I'll be building my own home gym in 4-6 months and was wondering what sites are good to buy reputable brand new gym equipment from?

I train for strength, so all I would need is a power rack, bench (or a competition style bench), proper lifting barbells, iron plates & maybe a deadlift platform (may make my own).

Also what brands are good, eleiko, ivanko, forza etc?

Dont want to spend money on ****e equipment, want stuff that will last.

Cheers,

Ashley


----------



## jonnym4 (May 8, 2011)

The brands you have named don't come cheap. I'd have a look on strengthshop. They've also just brought in a deal for a full home gym


----------



## armor king (Sep 29, 2013)

I want to do exact what your doing basic weights bench press and squat rack. Need my own house first though


----------



## Toad1977 (Jan 11, 2013)

we have done it in my mates house, in the garage but i cant get the other half to go with the idea of converting the dinning room, i think we need to move.

have a look on ebay and other selling sites if you have time as people seem to sell almost new kit that they have had for a year and not used for 6 months that can save you on rrp, mind you there is alot carp to go through


----------



## Prince Adam (Mar 17, 2012)

Powerhouse I used.

They ain't the quickest to deliver so maybe order now delivery!!


----------



## ATMeredith (May 21, 2013)

Cool, iv looked at strength shop, so my check them out again, prices seem good. @Prince Adam i'll have a look at Powerhouse.

Cheers


----------



## jonnym4 (May 8, 2011)

Savage strength is also a good bet


----------



## Major Eyeswater (Nov 2, 2013)

I sorted out a dewcent set up for my garage from Powerhouse. Cost me about a grand for a power rack with a pulldown & Oly bar set.

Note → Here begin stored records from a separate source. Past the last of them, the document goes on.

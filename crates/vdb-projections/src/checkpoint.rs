use sqlx::{SqlitePool, prelude::FromRow};
use time::OffsetDateTime;
use vdb_types::Offset;

use crate::ProjectionError;

#[derive(Debug, FromRow)]
pub struct Checkpoint {
    pub name: String,
    pub last_offset: Offset,
    pub checksum: i64,
    pub updated_at: OffsetDateTime,
}

impl Checkpoint {
    /// Creates the checkpoint table if it doesn't exist
    pub async fn ensure_table(pool: &SqlitePool) -> Result<(), ProjectionError> {
        sqlx::query(
            r#"
            CREATE TABLE IF NOT EXISTS _vdb_checkpoints (
                name TEXT PRIMARY KEY,
                last_offset INTEGER NOT NULL,
                checksum INTEGER NOT NULL,
                updated_at TEXT NOT NULL
            )
            "#,
        )
        .execute(pool)
        .await?;
        Ok(())
    }

    /// Loads checkpoint, returns None if not found
    pub async fn load(pool: &SqlitePool, name: &str) -> Result<Option<Self>, ProjectionError> {
        let result = sqlx::query_as(
            r#"
            SELECT name, last_offset, checksum, updated_at
            FROM _vdb_checkpoints
            WHERE name = ?
            "#,
        )
        .bind(name)
        .fetch_optional(pool)
        .await?;

        Ok(result)
    }

    /// Upserts checkpoint
    pub async fn save(&self, pool: &SqlitePool) -> Result<(), ProjectionError> {
        sqlx::query(
            r#"
                INSERT INTO _vdb_checkpoints (name, last_offset, checksum, updated_at)
                VALUES (?1, ?2, ?3, ?4)
                ON CONFLICT (name) DO UPDATE SET
                    last_offset = excluded.last_offset,
                    checksum    = excluded.checksum,
                    updated_at  = excluded.updated_at
            "#,
        )
        .bind(&self.name)
        .bind(self.last_offset)
        .bind(self.checksum)
        .bind(self.updated_at)
        .execute(pool)
        .await?;

        Ok(())
    }
}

People have slagged off Powerhouse - their delivery seems a bit hit & miss - but I got mine on the Monday evening after ordering on a Friday, and the kit I got has served me very well.


----------



## Alldownhill (Sep 17, 2013)

jonnym4 said:


> Savage strength is also a good bet


CHRIST ON A BIKE THEY'RE EXPENSIVE!

Sorry for shouting. They are very expensive though, which is a shame as they're fairly local.


----------



## Ginger Ben (Oct 5, 2010)

Gymratz have good stuff. Commercial and home equipment.


----------



## Big ape (May 5, 2011)

sorry to hijack thread ... im buying gym gear ... does anyone know of any gym equipment type auctions?


----------